Quelle trappe magique fait passer de la réalité à la fiction ? Et si c’était le pouvoir du cinéma ? Nous rencontrons Aude Bertrand à l’occasion de la parution de sa bande dessinée, Au travers du rayon. 

Artiste, Aude Bertrand réalise des illustrations et des fanzines. En cette fin d’année, elle publie sa première bande-dessinée aux éditions 2024. Elle co-dirige également la structure Microgram avec John Le Neué : ils y éditent leurs fanzines et ceux d’autres artistes, organisent des événements (notamment un festival de microéditions à Montpellier) et archivent des livres pour former une bibliothèque accessible et itinérante.

Au travers du rayon est une histoire où la vie est comme un rêve. Alors que c’est l’été, Jeanne, une jeune femme persuadée d’avoir rencontré le personnage d’un film, dans le réel, fait tout pour que se reproduise l’expérience. Pour cela, elle essaie de prendre la place du personnage de sa collègue, Cléo. Dans son ouvrage, Aude Bertrand montre un quotidien imprégné par la fiction cinématographique.

© Aude Bertrand / 2024 éditions

Quel a été votre parcours d’illustratrice ? 

J’ai changé plusieurs fois de voie avant d’arriver au dessin. Je suis allée à l’Université en cinéma, j’aimais filmer et faire du montage. J’ai suivi un parcours théorique où j’ai acquis toute ma culture cinématographique. Au début, je voulais être accessoiriste plateau. J’ai fait des stages. C’était passionnant car chaque objet devait raconter quelque chose. Je crois que cela m’a vraiment sensibilisée au soin que l’on porte aux décors et aux costumes dans une histoire.  

Comment est né votre premier livre Au travers du rayon ?
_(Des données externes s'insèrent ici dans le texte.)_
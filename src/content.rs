use std::collections::HashSet;

use serde::Deserialize;
use thiserror::Error;

const EMBEDDED_CONTENT: &str = include_str!("../content.json");

#[derive(Debug, Error)]
pub enum ContentError {
    #[error("invalid content document: {0}")]
    Parse(#[from] serde_json::Error),
    #[error("duplicate work item id {0}")]
    DuplicateWorkId(u32),
}

#[derive(Clone, Debug, Deserialize, PartialEq)]
#[serde(rename_all = "camelCase")]
pub struct WorkItem {
    pub id: u32,
    pub title: String,
    pub category: String,
    pub media: String,
}

impl WorkItem {
    pub fn is_video(&self) -> bool {
        is_video_url(&self.media)
    }
}

#[derive(Clone, Debug, Deserialize, PartialEq)]
#[serde(rename_all = "camelCase")]
pub struct Service {
    pub title: String,
    pub video: String,
    pub description: String,
}

#[derive(Clone, Debug, Deserialize, PartialEq)]
#[serde(rename_all = "camelCase")]
pub struct BlogPost {
    pub title: String,
    pub image: String,
}

#[derive(Clone, Debug, Default, Deserialize, PartialEq)]
#[serde(rename_all = "camelCase")]
pub struct Content {
    #[serde(default)]
    pub work_items: Vec<WorkItem>,
    #[serde(default)]
    pub services: Vec<Service>,
    #[serde(default)]
    pub blog_posts: Vec<BlogPost>,
}

impl Content {
    pub fn parse(document: &str) -> Result<Self, ContentError> {
        let content: Self = serde_json::from_str(document)?;

        let mut seen = HashSet::new();
        for item in &content.work_items {
            if !seen.insert(item.id) {
                return Err(ContentError::DuplicateWorkId(item.id));
            }
        }

        Ok(content)
    }

    /// The copy compiled into the binary. A broken document renders empty
    /// sections instead of taking the page down.
    pub fn embedded() -> Self {
        Self::parse(EMBEDDED_CONTENT).unwrap_or_else(|err| {
            log::error!("failed to load page content: {err}");
            Self::default()
        })
    }
}

/// `.mp4` or `.mov`, optionally followed by a query string.
pub fn is_video_url(url: &str) -> bool {
    let path = url.split('?').next().unwrap_or_default().to_ascii_lowercase();
    path.ends_with(".mp4") || path.ends_with(".mov")
}

#[cfg(test)]
mod tests {
    use super::*;

    #[test]
    fn embedded_content_parses() {
        let content = Content::parse(EMBEDDED_CONTENT).expect("embedded content is valid");
        assert_eq!(content.work_items.len(), 5);
        assert_eq!(content.services.len(), 4);
        assert_eq!(content.blog_posts.len(), 3);
        assert!(content.work_items.iter().all(WorkItem::is_video));
        let sports = content.work_items.iter().find(|item| item.id == 3);
        assert_eq!(sports.map(|item| item.title.as_str()), Some("Sports"));
    }

    #[test]
    fn detects_video_urls() {
        assert!(is_video_url("https://cdn.example/clip.mp4"));
        assert!(is_video_url("https://cdn.example/CLIP.MOV"));
        assert!(is_video_url("https://cdn.example/clip.mp4?updatedAt=1"));
        assert!(!is_video_url("https://cdn.example/still.jpg"));
        assert!(!is_video_url("https://cdn.example/clip.mp4.jpg"));
    }

    #[test]
    fn rejects_duplicate_ids() {
        let document = r#"{
            "workItems": [
                {"id": 1, "title": "a", "category": "c", "media": "a.mp4"},
                {"id": 1, "title": "b", "category": "c", "media": "b.mp4"}
            ]
        }"#;

        assert!(matches!(Content::parse(document), Err(ContentError::DuplicateWorkId(1))));
    }

    #[test]
    fn missing_sections_default_to_empty() {
        let content = Content::parse("{}").expect("empty document is valid");
        assert_eq!(content, Content::default());
        assert!(matches!(Content::parse("not json"), Err(ContentError::Parse(_))));
    }
}
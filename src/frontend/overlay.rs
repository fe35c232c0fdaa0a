use std::cell::Cell;
use std::rc::Rc;

use yew::prelude::*;

use super::dom::{self, FrameLoop};
use crate::blob::BlobState;
use crate::constants::{BLOB_IDLE_SIZE_PX, REVEAL_DIAMETER_VMAX, TRAIL_COUNT};
use crate::cursor::CursorRig;
use crate::reveal::{RevealProgress, ThemeReveal};
use crate::spring::Point;
use crate::trail::TrailSegment;

/// Latest processed pointer position, shared between the sampler and the
/// animation loop without going through a re-render.
#[derive(Clone, Default)]
pub struct PointerFeed(Rc<Cell<Option<Point>>>);

impl PartialEq for PointerFeed {
    fn eq(&self, other: &Self) -> bool {
        Rc::ptr_eq(&self.0, &other.0)
    }
}

impl PointerFeed {
    pub fn set(&self, point: Point) {
        self.0.set(Some(point));
    }

    pub fn get(&self) -> Option<Point> {
        self.0.get()
    }
}

#[derive(Properties, PartialEq)]
pub struct CursorOverlayProps {
    pub blob: BlobState,
    pub pointer: PointerFeed,
    #[prop_or_default]
    pub reveal_origin: Option<Point>,
    pub reveal_color: AttrValue,
    pub on_reveal_complete: Callback<()>,
}

#[function_component(CursorOverlay)]
pub fn cursor_overlay(props: &CursorOverlayProps) -> Html {
    let trail_refs = use_memo((), |_| {
        (0..TRAIL_COUNT)
            .map(|_| NodeRef::default())
            .collect::<Vec<_>>()
    });
    let blob_ref = use_node_ref();
    let reveal_ref = use_node_ref();

    let blob_size = use_mut_ref(|| BLOB_IDLE_SIZE_PX);
    let reveal = use_mut_ref(|| None::<ThemeReveal>);
    let on_complete = use_mut_ref(|| props.on_reveal_complete.clone());
    *on_complete.borrow_mut() = props.on_reveal_complete.clone();

    {
        let blob_size = blob_size.clone();
        use_effect_with(props.blob.size.to_bits(), move |size| {
            *blob_size.borrow_mut() = f64::from_bits(*size);
            || ()
        });
    }

    {
        let reveal = reveal.clone();
        use_effect_with(props.reveal_origin, move |origin| {
            let mut current = reveal.borrow_mut();
            match origin {
                Some(origin) if current.is_none() => *current = Some(ThemeReveal::new(*origin)),
                Some(_) => {}
                None => *current = None,
            }
            || ()
        });
    }

    {
        let trail_refs = trail_refs.clone();
        let blob_ref = blob_ref.clone();
        let reveal_ref = reveal_ref.clone();
        let pointer = props.pointer.clone();
        use_effect_with((), move |_| {
            let mut rig = CursorRig::new();
            let mut last_timestamp: Option<f64> = None;

            let frame_loop = FrameLoop::start(move |timestamp| {
                let dt = last_timestamp
                    .map(|last| ((timestamp - last) / 1000.0).max(0.0))
                    .unwrap_or(0.0);
                last_timestamp = Some(timestamp);

                let moving = pointer
                    .get()
                    .is_some_and(|point| rig.step(point, *blob_size.borrow(), dt));
                if moving {
                    for (segment, node) in rig.trail().segments().iter().zip(trail_refs.iter()) {
                        dom::set_translate(node, segment.draw_origin());
                    }
                    dom::set_translate(&blob_ref, rig.blob_origin());
                }

                let progress = reveal.borrow_mut().as_mut().map(|active| active.advance(dt));
                match progress {
                    Some(RevealProgress::Running { diameter_vmax }) => {
                        dom::set_diameter_vmax(&reveal_ref, diameter_vmax);
                    }
                    Some(RevealProgress::Finished) => {
                        reveal.borrow_mut().take();
                        dom::set_diameter_vmax(&reveal_ref, REVEAL_DIAMETER_VMAX);
                        let complete = on_complete.borrow().clone();
                        complete.emit(());
                    }
                    None => {}
                }
            });

            move || drop(frame_loop)
        });
    }

    let blob = props.blob;
    let trail = trail_refs
        .iter()
        .enumerate()
        .map(|(index, node)| {
            let segment = TrailSegment::new(index);
            let style = format!(
                "width: {size:.2}px; height: {size:.2}px; background-color: {color};",
                size = segment.size(),
                color = segment.color(),
            );
            html! { <div key={index} class="trail-dot" ref={node.clone()} style={style} /> }
        })
        .collect::<Html>();

    let reveal_circle = props.reveal_origin.map(|origin| {
        let style = format!(
            "left: {:.2}px; top: {:.2}px; background-color: {};",
            origin.x, origin.y, props.reveal_color
        );
        html! { <div class="theme-reveal" ref={reveal_ref.clone()} style={style} /> }
    });

    html! {
        <div class="cursor-layer" aria-hidden="true">
            { for reveal_circle }
            { trail }
            <div class="blob-anchor" ref={blob_ref}>
                <div class="cursor-blob" data-shape={blob.shape.as_str()} style={blob.style()}>
                    { for blob.glyph.map(|glyph| html! {
                        <span class="blob-glyph" title={glyph.label()}>{glyph.symbol()}</span>
                    }) }
                </div>
            </div>
        </div>
    }
}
Au début, j’étais très intimidée par les longues histoires. J’ai commencé par faire des fanzines. Au travers du rayon a été un de mes premiers et c’est aussi la première version de l’histoire. Je l’ai relu un an après, je me suis rendue compte que le fanzine ne réussissait pas à transmettre tout ce que j’avais en tête. Dans le même temps, j’ai présenté ce projet pour une résidence d’écriture au festival de BD de Colomiers. Là-bas, j’ai passé une bonne partie de la résidence à écrire le scénario et à développer l’histoire. J’ai analysé les films qui me plaisaient et décortiqué leur structure pour comprendre leur construction. Grâce à ça, j’ai réussi à écrire cette histoire.

© Aude Bertrand / 2024 éditions
Comment avez-vous construit cette histoire justement ? Qu’est-ce qui a changé par rapport au fanzine ?

Dans le fanzine, il y avait la même histoire de théorie mais les personnages étaient inversés. J’ai échangé les rôles parce que j’ai l’impression que la figure du cinéphile est trop souvent associée aux hommes. Je préférais proposer une autre dynamique avec Jeanne.

Le dernier scénario raconte donc son histoire. Jeanne est à un moment charnière et ne sait pas vraiment ce qu’elle veut faire. Elle remplace sa tante, concierge dans une résidence d’immeuble. Elle a du temps pour regarder des films et lire des livres sur le cinéma. Dans un parc, elle voit un personnage étrange, et elle tombe ensuite sur un livre qui lui apprend la théorie selon laquelle on pourrait rencontrer un personnage de film en réunissant les bonnes conditions. Enfin, elle va au cinéma et l’employée lui conseille un film. En le regardant, elle reconnaît le personnage  ; c’est Mattia, l’homme qu’elle a vu dans le parc. 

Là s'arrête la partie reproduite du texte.